Fringe: It's All About Family (And A Dysfunctional One At That)
Fringe: It's All About Family (And A Dysfunctional One At That)
I just watched Fringe's winter finale. It took a while, I know. I figured that with the eight-week hiatus, I might as well delay watching Thursday night's episode a bit; the episodes preceding it were just so good, I knew I couldn't wait that long.  I ended up watching earlier today, rather than holding out for another week or so.

We've always known that the Peter we're seeing is from the alternate universe, that our Walter nabbed him after the death of the original Peter. It's the one major reveal I expected to see at the end of this season, not halfway through it. Imagine the possibilities of the gang realizing that their connections to the imminent catastrophic collision between two worlds is much bigger and goes way beyond Walter's knowledge and experiments. It's someone they've been working with! It's Peter!

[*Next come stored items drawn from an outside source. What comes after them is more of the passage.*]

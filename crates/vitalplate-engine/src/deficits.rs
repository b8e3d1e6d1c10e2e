// ABOUTME: Evaluates a lab panel against biomarker rules to detect deficits
// ABOUTME: Severity is the relative distance past the threshold, clamped to [0, 1]
//
// SPDX-License-Identifier: MIT OR Apache-2.0
// Copyright (c) 2025 Vitalplate

//! Deficit detection
//!
//! Rules are validated when loaded, so evaluation here cannot fail: a missing or
//! non-finite lab value simply means the rule does not fire.

use std::cmp::Ordering;

use vitalplate_core::models::{BiomarkerRule, ComparisonOperator, Deficit, LabPanel};

/// Turns lab values into severity-scored deficits
#[derive(Debug, Clone, Copy, Default)]
pub struct DeficitAnalyzer;

impl DeficitAnalyzer {
    /// Create an analyzer
    #[must_use]
    pub const fn new() -> Self {
        Self
    }

    /// Evaluate every rule against the panel.
    ///
    /// Output is ordered by severity descending, ties broken by marker ascending.
    #[must_use]
    pub fn analyze(&self, labs: &LabPanel, rules: &[BiomarkerRule]) -> Vec<Deficit> {
        let mut deficits: Vec<Deficit> = rules
            .iter()
            .filter_map(|rule| {
                let value = *labs.get(rule.marker_key())?;
                if !value.is_finite() || !rule.operator().matches(value, rule.threshold()) {
                    return None;
                }
                let severity = severity(value, rule.threshold(), rule.operator());
                Some(Deficit::from_rule(rule, value, severity))
            })
            .collect();

        deficits.sort_by(compare_deficits);
        deficits
    }
}

/// Severity of a triggered rule, in [0, 1]
#[must_use]
pub fn severity(value: f64, threshold: f64, operator: ComparisonOperator) -> f64 {
    let deviation = if operator.flags_low_values() {
        (threshold - value) / threshold
    } else {
        (value - threshold) / threshold
    };
    clamp01(deviation)
}

fn clamp01(value: f64) -> f64 {
    if value.is_nan() {
        0.0
    } else {
        value.clamp(0.0, 1.0)
    }
}

fn compare_deficits(a: &Deficit, b: &Deficit) -> Ordering {
    b.severity
        .total_cmp(&a.severity)
        .then_with(|| a.marker.cmp(&b.marker))
}

#[cfg(test)]
mod tests {
    use std::collections::BTreeMap;

    use vitalplate_core::models::BiomarkerRuleRecord;

    use super::*;

    fn rule(marker_key: &str, operator: &str, threshold: f64, tag: &str) -> BiomarkerRule {
        BiomarkerRule::try_new(BiomarkerRuleRecord {
            marker_key: marker_key.to_owned(),
            operator: operator.to_owned(),
            threshold,
            deficit_tag: tag.to_owned(),
            reason: format!("{marker_key} out of range"),
            targets: BTreeMap::new(),
            foods: Vec::new(),
        })
        .unwrap()
    }

    fn labs(entries: &[(&str, f64)]) -> LabPanel {
        entries.iter().map(|(k, v)| ((*k).to_owned(), *v)).collect()
    }

    #[test]
    fn test_low_ferritin_is_iron_deficit() {
        let rules = [rule("ferritin", "<", 30.0, "iron")];
        let deficits = DeficitAnalyzer::new().analyze(&labs(&[("ferritin", 20.0)]), &rules);
        assert_eq!(deficits.len(), 1);
        assert_eq!(deficits[0].marker, "iron");
        assert!((deficits[0].severity - 0.333).abs() < 0.001);
    }

    #[test]
    fn test_high_hba1c_is_glycemic_deficit() {
        let rules = [rule("hba1c", ">", 5.6, "glycemic_control")];
        let deficits = DeficitAnalyzer::new().analyze(&labs(&[("hba1c", 6.0)]), &rules);
        assert_eq!(deficits[0].marker, "glycemic_control");
        assert!((deficits[0].severity - 0.0714).abs() < 0.001);
    }

    #[test]
    fn test_at_threshold_does_not_fire_strict_rule() {
        let rules = [rule("ferritin", "<", 30.0, "iron")];
        let deficits = DeficitAnalyzer::new().analyze(&labs(&[("ferritin", 30.0)]), &rules);
        assert!(deficits.is_empty());
    }

    #[test]
    fn test_inclusive_rule_at_threshold_has_zero_severity() {
        let rules = [rule("ferritin", "<=", 30.0, "iron")];
        let deficits = DeficitAnalyzer::new().analyze(&labs(&[("ferritin", 30.0)]), &rules);
        assert_eq!(deficits.len(), 1);
        assert!(deficits[0].severity.abs() < 1e-12);
    }

    #[test]
    fn test_severity_is_clamped() {
        assert!((severity(-10.0, 30.0, ComparisonOperator::LessThan) - 1.0).abs() < 1e-12);
        assert!((severity(500.0, 100.0, ComparisonOperator::GreaterThan) - 1.0).abs() < 1e-12);
    }

    #[test]
    fn test_missing_and_non_finite_values_are_skipped() {
        let rules = [
            rule("ferritin", "<", 30.0, "iron"),
            rule("b12", "<", 300.0, "b12"),
        ];
        let deficits = DeficitAnalyzer::new().analyze(&labs(&[("b12", f64::NAN)]), &rules);
        assert!(deficits.is_empty());
    }

    #[test]
    fn test_ordering_by_severity_then_marker() {
        let rules = [
            rule("x", "<", 10.0, "zeta"),
            rule("y", "<", 10.0, "alpha"),
            rule("z", "<", 10.0, "mid"),
        ];
        let panel = labs(&[("x", 5.0), ("y", 5.0), ("z", 1.0)]);
        let markers: Vec<String> = DeficitAnalyzer::new()
            .analyze(&panel, &rules)
            .into_iter()
            .map(|d| d.marker)
            .collect();
        assert_eq!(markers, ["mid", "alpha", "zeta"]);
    }
}
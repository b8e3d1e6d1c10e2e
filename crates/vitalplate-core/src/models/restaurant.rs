// ABOUTME: Restaurant catalog models and ranked dish outputs
// ABOUTME: GeoPoint, Restaurant, Dish, and ScoredDish definitions
//
// SPDX-License-Identifier: MIT OR Apache-2.0
// Copyright (c) 2025 Vitalplate

use std::collections::BTreeMap;

use serde::{Deserialize, Serialize};

use crate::constants::geo::{MAX_LATITUDE, MAX_LONGITUDE};
use crate::errors::ValidationError;

/// A location in decimal degrees
#[derive(Debug, Clone, Copy, Serialize, Deserialize, PartialEq)]
pub struct GeoPoint {
    /// Latitude, -90..=90
    pub lat: f64,
    /// Longitude, -180..=180
    pub lon: f64,
}

impl GeoPoint {
    /// Create a point without range checks
    #[must_use]
    pub const fn new(lat: f64, lon: f64) -> Self {
        Self { lat, lon }
    }

    /// Create a point, rejecting coordinates outside decimal-degree bounds
    ///
    /// # Errors
    ///
    /// Returns [`ValidationError::CoordinatesOutOfRange`] for non-finite or
    /// out-of-range coordinates.
    pub fn validated(lat: f64, lon: f64) -> Result<Self, ValidationError> {
        let lat_ok = lat.is_finite() && lat.abs() <= MAX_LATITUDE;
        let lon_ok = lon.is_finite() && lon.abs() <= MAX_LONGITUDE;
        if lat_ok && lon_ok {
            Ok(Self { lat, lon })
        } else {
            Err(ValidationError::CoordinatesOutOfRange { lat, lon })
        }
    }
}

/// A dish served by a restaurant
#[derive(Debug, Clone, Serialize, Deserialize, PartialEq)]
pub struct Dish {
    /// Dish name
    pub name: String,
    /// Nutrient name → amount per serving
    #[serde(default)]
    pub nutrients: BTreeMap<String, f64>,
}

/// A restaurant with its location and menu
#[derive(Debug, Clone, Serialize, Deserialize, PartialEq)]
pub struct Restaurant {
    /// Stable identifier
    pub id: String,
    /// Display name
    pub name: String,
    /// Latitude
    pub lat: f64,
    /// Longitude
    pub lon: f64,
    /// Menu
    #[serde(default)]
    pub dishes: Vec<Dish>,
}

impl Restaurant {
    /// Restaurant location
    #[must_use]
    pub const fn location(&self) -> GeoPoint {
        GeoPoint::new(self.lat, self.lon)
    }
}

/// A dish ranked against a user's deficits and location
#[derive(Debug, Clone, Serialize, Deserialize, PartialEq)]
pub struct ScoredDish {
    /// Restaurant display name
    pub restaurant: String,
    /// Restaurant identifier
    pub restaurant_id: String,
    /// Restaurant latitude
    pub restaurant_lat: f64,
    /// Restaurant longitude
    pub restaurant_lon: f64,
    /// Dish name
    pub dish: String,
    /// Dish nutrients
    pub nutrients: BTreeMap<String, f64>,
    /// Distance from the user, rounded to 2 decimals
    pub distance_km: f64,
    /// Score, rounded to 2 decimals
    pub score: f64,
    /// Display explanation
    pub match_reason: String,
}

More questions have been raised now that Olivia knows that Peter is from the alternate universe. Nope, I'm not thinking about the end game; there's been some speculation about who from the other side is responsible for the imminent war between worlds, but I'm not going there. Fringe stood out for me because of the deep connections between the main cast: the strained father-son relationship between Walter and Peter, the budding romance between Peter and Livy, and Livy's childhood as a subject of Walter's cortexiphan experiments. Seeing how these connections affect their work with the Fringe Division has been fascinating, perhaps more fascinating than the cases themselves. So, with Fringe's return early in April, Livy's discovery will be absolutely critical.

Think about budding romance between Olivia and Peter. They almost kissed last week. Well, it didn't become a kiss, although that's the closest they got to acknowledging their feelings for each other. Still, their mutual respect and admiration for each other has been one of the most natural things I've seen on television and it would suck seeing all that go down the drain after Livy's discovery. Some of us (me included) have been waiting for them to take the next step, but things could be awkward between them after Livy saw Peter's glimmer.

And then there's the discovery's effect on Olivia and Walter's relationship. In the past few weeks, the spotlight was trained on the ethical questions raised by Walter and William's experiments, the full extent of which we had yet to see. In the winter finale, Olivia finally saw how deep her involvement was in those experiments, and questioned Walter's motives. More than the possible change between Livy and Peter, I'm expecting to see Livy treat Walter with more skepticism. Especially now that events are getting much worse, and now that Walter seems to remember more--and isn't willing to divulge them to anyone.

As for Peter, he's gaining a better understanding of the extent of his father's work. But when he finally learns that his existence is mostly a product of his father's work, it's going to complicate the already strained relationship between father and son. Past episodes have seen the two bond like they weren't apart for eighteen years, but something has to be given up for the greater good. Walter's taken that risk before in his early years, but he's not willing to risk Peter again. Peter surely is thinking the opposite.

Toss all that into the bigger picture. With the possibility that the war between worlds is not a side effect of the experiments, but rather an answer to Walter getting alternate Peter, you'll end up with something pretty messy. Well, messy in a good way. Expect all the personal stakes that were raised in the past few episodes to intertwine with the impending battle: love for family and friends colliding--perhaps mashing up--with scientific advancement. The past few weeks proved that Fringe has done this very well.

We ended last week's episode with Olivia's discovery, her understated reaction, and Walter's plea not to tell anyone about it. In the next few weeks, we'll see that Fringe is not entirely about the science, but how messing with it affects the relationships we have, and that's what makes it one of the best television shows at the moment.